*WHAT IS NEEDED*. Whenever a line in this data holds the word "every", report that line in full.

*EXERCISE INPUT*.
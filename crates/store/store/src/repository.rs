use async_trait::async_trait;
use harbor_core::{DownloadItem, DownloadStatus};

use crate::error::StoreError;

/// Trait for persisting downloads.
///
/// Several direct downloads may share the download id `0`, so lookups by id
/// are only meaningful for downloads tracked by a system download manager.
/// Implementations must be `Send + Sync` and safe for concurrent access.
#[async_trait]
pub trait DownloadsRepository: Send + Sync {
    /// Record a new download.
    async fn insert(&self, item: DownloadItem) -> Result<(), StoreError>;

    /// Set status and content length for every download with `download_id`.
    /// Returns the number of downloads updated.
    async fn update_by_id(
        &self,
        download_id: i64,
        status: DownloadStatus,
        content_length: u64,
    ) -> Result<u64, StoreError>;

    /// Set status and content length for every download named `file_name`.
    /// Returns the number of downloads updated.
    async fn update_by_file_name(
        &self,
        file_name: &str,
        status: DownloadStatus,
        content_length: u64,
    ) -> Result<u64, StoreError>;

    /// Get the download with `download_id`. Returns `None` if not found.
    async fn get_download_item(&self, download_id: i64)
    -> Result<Option<DownloadItem>, StoreError>;

    /// All downloads, newest first.
    async fn get_downloads(&self) -> Result<Vec<DownloadItem>, StoreError>;

    /// Delete downloads with `download_id`. Returns the number removed.
    async fn delete(&self, download_id: i64) -> Result<u64, StoreError>;

    /// Delete every download. Returns the number removed.
    async fn delete_all(&self) -> Result<u64, StoreError>;
}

*RESPONSE TO THIS TASK*.
    /// Set status and content length for every download with `download_id`.
    /// Set status and content length for every download named `file_name`.
    /// Delete every download. Returns the number removed.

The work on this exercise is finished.